Returning to the case that concerns us, we are presented with a young man, with no associated medical pathology, who had previously tried CPAP treatment but had experienced an unsatisfactory clinical response with low tolerance and who had, in addition, severe micro-retrognathia. Given the age of the patient and the existence of local deformities that were potentially correctible, surgical correction of the micro-retrognathia was proposed to the patient in conjunction with orthodontic treatment beforehand. Given the characteristics of the case, two therapeutic options could be considered: bimaxillary corrective surgery by means of «classical» orthognathic surgery as opposed to mandibular advancement by means of distraction osteogenesis.6,7 The advantages that traditional orthognathic surgery gives us would be a solution in a single surgical procedure, a more predictable end result and lower economic costs in conjunction with greater surgical experience. However, in the case that concerns us there was one great disadvantage in that the mandibular advancement required for solving the OSAS was more than 10 mm, while the maximum limit for mandibular advancement by means of bilateral sagittal osteotomies is 10 mm; in addition the risk of relapse is greater, the greater the advancement required due to the tension exerted by the soft tissue attached to the mandible.
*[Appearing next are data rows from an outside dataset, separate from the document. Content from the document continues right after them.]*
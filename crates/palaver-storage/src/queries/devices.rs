// SPDX-FileCopyrightText: 2026 Palaver Contributors
// SPDX-License-Identifier: MIT OR Apache-2.0

//! Device record CRUD operations.

use palaver_core::types::{now_timestamp, DeviceRecord, NewDevice, SessionStatus, StatusUpdate};
use palaver_core::PalaverError;
use rusqlite::{params, OptionalExtension};

use crate::database::{map_tr_err, Database};
use crate::queries::parse_column;

const DEVICE_COLUMNS: &str = "session_id, owner_id, display_name, status, ai_enabled, \
     phone_number, last_connected_at, last_error, archived_at, archive_reason, \
     business_context, created_at, updated_at";

fn device_from_row(row: &rusqlite::Row<'_>) -> rusqlite::Result<DeviceRecord> {
    Ok(DeviceRecord {
        session_id: row.get(0)?,
        owner_id: row.get(1)?,
        display_name: row.get(2)?,
        status: parse_column(3, row.get(3)?)?,
        ai_enabled: row.get(4)?,
        phone_number: row.get(5)?,
        last_connected_at: row.get(6)?,
        last_error: row.get(7)?,
        archived_at: row.get(8)?,
        archive_reason: row.get(9)?,
        business_context: row.get(10)?,
        created_at: row.get(11)?,
        updated_at: row.get(12)?,
    })
}

fn select_device(
    conn: &rusqlite::Connection,
    session_id: &str,
) -> rusqlite::Result<Option<DeviceRecord>> {
    conn.query_row(
        &format!("SELECT {DEVICE_COLUMNS} FROM devices WHERE session_id = ?1"),
        params![session_id],
        device_from_row,
    )
    .optional()
}

/// Insert a new device in `pending` status and return the stored record.
pub async fn create_device(db: &Database, device: &NewDevice) -> Result<DeviceRecord, PalaverError> {
    let device = device.clone();
    let now = now_timestamp();
    let created = db
        .connection()
        .call(move |conn| -> Result<Option<DeviceRecord>, rusqlite::Error> {
            conn.execute(
                "INSERT INTO devices (session_id, owner_id, display_name, status, ai_enabled,
                                      business_context, created_at, updated_at)
                 VALUES (?1, ?2, ?3, ?4, ?5, ?6, ?7, ?7)",
                params![
                    device.session_id,
                    device.owner_id,
                    device.display_name,
                    SessionStatus::Pending.to_string(),
                    device.ai_enabled,
                    device.business_context,
                    now,
                ],
            )?;
            select_device(conn, &device.session_id)
        })
        .await
        .map_err(map_tr_err)?;
    created.ok_or_else(|| PalaverError::Internal("inserted device vanished".into()))
}

pub async fn get_device(db: &Database, session_id: &str) -> Result<Option<DeviceRecord>, PalaverError> {
    let session_id = session_id.to_string();
    db.connection()
        .call(move |conn| -> Result<Option<DeviceRecord>, rusqlite::Error> {
            select_device(conn, &session_id)
        })
        .await
        .map_err(map_tr_err)
}

/// List devices, optionally filtered by status, oldest first.
pub async fn list_devices(
    db: &Database,
    status: Option<SessionStatus>,
) -> Result<Vec<DeviceRecord>, PalaverError> {
    let status = status.map(|s| s.to_string());
    db.connection()
        .call(move |conn| -> Result<Vec<DeviceRecord>, rusqlite::Error> {
            let mut stmt = conn.prepare(&format!(
                "SELECT {DEVICE_COLUMNS} FROM devices
                 WHERE (?1 IS NULL OR status = ?1)
                 ORDER BY created_at ASC, session_id ASC"
            ))?;
            let rows = stmt.query_map(params![status], device_from_row)?;
            rows.collect()
        })
        .await
        .map_err(map_tr_err)
}

/// Run a single-row device UPDATE; zero affected rows means the session is unknown.
async fn update_one(
    db: &Database,
    session_id: &str,
    sql: &'static str,
    values: Vec<rusqlite::types::Value>,
) -> Result<(), PalaverError> {
    let changed = db
        .connection()
        .call(move |conn| -> Result<usize, rusqlite::Error> {
            conn.execute(sql, rusqlite::params_from_iter(values))
        })
        .await
        .map_err(map_tr_err)?;
    if changed == 0 {
        return Err(PalaverError::SessionNotFound(session_id.to_string()));
    }
    Ok(())
}

/// Persist a status change. `mark_connected` stamps `last_connected_at`.
pub async fn update_device_status(
    db: &Database,
    session_id: &str,
    update: &StatusUpdate,
) -> Result<(), PalaverError> {
    use rusqlite::types::Value;
    update_one(
        db,
        session_id,
        "UPDATE devices
         SET status = ?1,
             last_error = ?2,
             last_connected_at = CASE WHEN ?3 THEN ?4 ELSE last_connected_at END,
             updated_at = ?4
         WHERE session_id = ?5",
        vec![
            Value::Text(update.status.to_string()),
            update.last_error.clone().map_or(Value::Null, Value::Text),
            Value::Integer(i64::from(update.mark_connected)),
            Value::Text(now_timestamp()),
            Value::Text(session_id.to_string()),
        ],
    )
    .await
}

pub async fn set_device_phone_number(
    db: &Database,
    session_id: &str,
    phone_number: Option<&str>,
) -> Result<(), PalaverError> {
    use rusqlite::types::Value;
    update_one(
        db,
        session_id,
        "UPDATE devices SET phone_number = ?1, updated_at = ?2 WHERE session_id = ?3",
        vec![
            phone_number.map_or(Value::Null, |p| Value::Text(p.to_string())),
            Value::Text(now_timestamp()),
            Value::Text(session_id.to_string()),
        ],
    )
    .await
}

pub async fn set_device_ai_enabled(
    db: &Database,
    session_id: &str,
    enabled: bool,
) -> Result<(), PalaverError> {
    use rusqlite::types::Value;
    update_one(
        db,
        session_id,
        "UPDATE devices SET ai_enabled = ?1, updated_at = ?2 WHERE session_id = ?3",
        vec![
            Value::Integer(i64::from(enabled)),
            Value::Text(now_timestamp()),
            Value::Text(session_id.to_string()),
        ],
    )
    .await
}

pub async fn archive_device(
    db: &Database,
    session_id: &str,
    reason: Option<&str>,
) -> Result<(), PalaverError> {
    use rusqlite::types::Value;
    update_one(
        db,
        session_id,
        "UPDATE devices
         SET status = ?1, archived_at = ?2, archive_reason = ?3, updated_at = ?2
         WHERE session_id = ?4",
        vec![
            Value::Text(SessionStatus::Archived.to_string()),
            Value::Text(now_timestamp()),
            reason.map_or(Value::Null, |r| Value::Text(r.to_string())),
            Value::Text(session_id.to_string()),
        ],
    )
    .await
}

#[cfg(test)]
mod tests {
    use super::*;
    use tempfile::tempdir;

    async fn setup_db() -> (Database, tempfile::TempDir) {
        let dir = tempdir().unwrap();
        let db_path = dir.path().join("test.db");
        let db = Database::open(db_path.to_str().unwrap()).await.unwrap();
        (db, dir)
    }

    fn new_device(id: &str) -> NewDevice {
        NewDevice {
            session_id: id.to_string(),
            owner_id: "owner-1".to_string(),
            display_name: Some("Front desk".to_string()),
            ai_enabled: true,
            business_context: None,
        }
    }

    #[tokio::test]
    async fn create_starts_pending() {
        let (db, _dir) = setup_db().await;
        let device = create_device(&db, &new_device("s1")).await.unwrap();
        assert_eq!(device.status, SessionStatus::Pending);
        assert!(device.ai_enabled);
        assert_eq!(device.display_name.as_deref(), Some("Front desk"));
        assert!(device.last_connected_at.is_none());
        db.close().await.unwrap();
    }

    #[tokio::test]
    async fn duplicate_session_id_is_rejected() {
        let (db, _dir) = setup_db().await;
        create_device(&db, &new_device("dup")).await.unwrap();
        assert!(create_device(&db, &new_device("dup")).await.is_err());
        db.close().await.unwrap();
    }

    #[tokio::test]
    async fn status_update_tracks_error_and_connection_time() {
        let (db, _dir) = setup_db().await;
        create_device(&db, &new_device("s1")).await.unwrap();

        update_device_status(
            &db,
            "s1",
            &StatusUpdate::new(SessionStatus::Error).with_error("QR scan timeout"),
        )
        .await
        .unwrap();
        let stored = get_device(&db, "s1").await.unwrap().unwrap();
        assert_eq!(stored.status, SessionStatus::Error);
        assert_eq!(stored.last_error.as_deref(), Some("QR scan timeout"));

        update_device_status(&db, "s1", &StatusUpdate::new(SessionStatus::Connected).connected())
            .await
            .unwrap();
        let stored = get_device(&db, "s1").await.unwrap().unwrap();
        assert_eq!(stored.status, SessionStatus::Connected);
        assert!(stored.last_error.is_none());
        assert!(stored.last_connected_at.is_some());
        db.close().await.unwrap();
    }

    #[tokio::test]
    async fn updating_unknown_session_is_not_found() {
        let (db, _dir) = setup_db().await;
        let err = update_device_status(&db, "ghost", &StatusUpdate::new(SessionStatus::Connecting))
            .await
            .unwrap_err();
        assert!(matches!(err, PalaverError::SessionNotFound(id) if id == "ghost"));
        db.close().await.unwrap();
    }

    #[tokio::test]
    async fn list_filters_by_status() {
        let (db, _dir) = setup_db().await;
        create_device(&db, &new_device("a")).await.unwrap();
        create_device(&db, &new_device("b")).await.unwrap();
        archive_device(&db, "b", Some("churned")).await.unwrap();

        assert_eq!(list_devices(&db, None).await.unwrap().len(), 2);
        let archived = list_devices(&db, Some(SessionStatus::Archived)).await.unwrap();
        assert_eq!(archived.len(), 1);
        assert_eq!(archived[0].session_id, "b");
        assert_eq!(archived[0].archive_reason.as_deref(), Some("churned"));
        assert!(archived[0].archived_at.is_some());
        db.close().await.unwrap();
    }

    #[tokio::test]
    async fn phone_and_ai_toggle_persist() {
        let (db, _dir) = setup_db().await;
        create_device(&db, &new_device("s1")).await.unwrap();
        set_device_phone_number(&db, "s1", Some("15550001111")).await.unwrap();
        set_device_ai_enabled(&db, "s1", false).await.unwrap();
        let stored = get_device(&db, "s1").await.unwrap().unwrap();
        assert_eq!(stored.phone_number.as_deref(), Some("15550001111"));
        assert!(!stored.ai_enabled);
        db.close().await.unwrap();
    }
}
// SPDX-FileCopyrightText: 2026 Palaver Contributors
// SPDX-License-Identifier: MIT OR Apache-2.0

//! Credential material handed to the protocol client.
//!
//! The main credential object is opaque JSON shared by reference: the client
//! mutates it in place and fires
//! [`ProtocolEvent::CredentialsUpdated`](crate::protocol::ProtocolEvent), after
//! which the session layer re-serializes the same object. Binary fields use a
//! reversible `{"type": "Buffer", "data": "<base64>"}` encoding.

use std::sync::Arc;

use base64::Engine;
use base64::engine::general_purpose::STANDARD;
use serde_json::{Value, json};
use tokio::sync::RwLock;

use crate::traits::auth::KeyStore;

/// Category under which the main credential object is persisted.
pub const CREDS_CATEGORY: &str = "creds";
/// Key id of the main credential object.
pub const CREDS_KEY: &str = "main";

/// Main credential object shared between the session layer and the client.
#[derive(Debug, Clone, Default)]
pub struct SharedCredentials(Arc<RwLock<Value>>);

impl SharedCredentials {
    pub fn new(value: Value) -> Self {
        Self(Arc::new(RwLock::new(value)))
    }

    /// Snapshot of the current object.
    pub async fn snapshot(&self) -> Value {
        self.0.read().await.clone()
    }

    /// Replace the object wholesale.
    pub async fn replace(&self, value: Value) {
        *self.0.write().await = value;
    }

    /// Mutate the object in place.
    pub async fn update<F>(&self, f: F)
    where
        F: FnOnce(&mut Value),
    {
        let mut guard = self.0.write().await;
        f(&mut guard);
    }

    /// True when both handles point at the same object.
    pub fn ptr_eq(&self, other: &SharedCredentials) -> bool {
        Arc::ptr_eq(&self.0, &other.0)
    }
}

/// Everything a protocol client needs to authenticate one session.
#[derive(Clone)]
pub struct AuthState {
    pub creds: SharedCredentials,
    pub keys: Arc<dyn KeyStore>,
}

impl std::fmt::Debug for AuthState {
    fn fmt(&self, f: &mut std::fmt::Formatter<'_>) -> std::fmt::Result {
        f.debug_struct("AuthState")
            .field("creds", &"[REDACTED]")
            .finish()
    }
}

/// Encode bytes in the reversible buffer form.
pub fn encode_buffer(bytes: &[u8]) -> Value {
    json!({ "type": "Buffer", "data": STANDARD.encode(bytes) })
}

/// Decode a value produced by [`encode_buffer`]. Anything else yields `None`.
pub fn decode_buffer(value: &Value) -> Option<Vec<u8>> {
    let obj = value.as_object()?;
    if obj.get("type")?.as_str()? != "Buffer" {
        return None;
    }
    match obj.get("data")? {
        Value::String(encoded) => STANDARD.decode(encoded).ok(),
        // Older writers stored the raw byte array.
        Value::Array(items) => items
            .iter()
            .map(|item| item.as_u64().and_then(|b| u8::try_from(b).ok()))
            .collect(),
        _ => None,
    }
}

#[cfg(test)]
mod tests {
    use super::*;

    #[test]
    fn buffer_encoding_is_reversible() {
        let bytes = [0u8, 1, 2, 254, 255];
        let encoded = encode_buffer(&bytes);
        assert_eq!(encoded["type"], "Buffer");
        assert_eq!(decode_buffer(&encoded).unwrap(), bytes);
    }

    #[test]
    fn decodes_legacy_byte_arrays() {
        let legacy = json!({"type": "Buffer", "data": [104, 105]});
        assert_eq!(decode_buffer(&legacy).unwrap(), b"hi");
    }

    #[test]
    fn rejects_non_buffer_values() {
        assert!(decode_buffer(&json!({"type": "Other", "data": ""})).is_none());
        assert!(decode_buffer(&json!("plain")).is_none());
    }

    #[tokio::test]
    async fn shared_credentials_mutate_by_reference() {
        let creds = SharedCredentials::new(json!({"registered": false}));
        let client_view = creds.clone();
        client_view
            .update(|v| v["registered"] = Value::Bool(true))
            .await;
        assert_eq!(creds.snapshot().await["registered"], true);
        assert!(creds.ptr_eq(&client_view));
    }
}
Other potential inconveniences associated with these procedures are neurological and provoked by the surgical technique and by the changes in the temporomandibular joint (TMJ) due to the rigid fixation in mandibular osteotomies.

With regard to DO, the progressive advancement allows the soft tissues to adapt better while allowing advancements that are far greater than 10 mm with less risk of relapse.3 TMJ discomfort, although frequent during the distraction process, seems to be less in the long term due to the load exerted on the joint being progressive and to the condyle not being fixed. The neurological problems associated with the surgical technique appear less frequently in the case of DO, although there are without doubt much fewer cases; the dental nerve allows progressive elongation without there being any functional consequences in the long run. However, the DO also has its inconveniences; the main one is based on the direction of the vector of distraction, a factor that increases when two or more distractors are used simultaneously that require a parallelism to be maintained among them;3 in the case of mandibular advancement, the tendency to develop open bite during the distraction is frequent. In some cases, in order to avoid this, directing the advancement by means of directional bands will be necessary. As adults are involved, not all of them will be able to accept the additional orthodontic treatment and the final occlusion is thus made much more difficult. This fact, in addition to the need for at least two surgical procedures, one for placing the distractor and another for removing it, and the treatment that is long, and which entails four months and greater cost, should lead us to chose correctly those cases we are to treat.


Surgical treatment of adults with OSAS should be established for certain patients possessing the right characteristics; from these we will be able to select a candidate for treatment by means of DO; more experience is still required given that the number of patients treated with this technique is still scarce.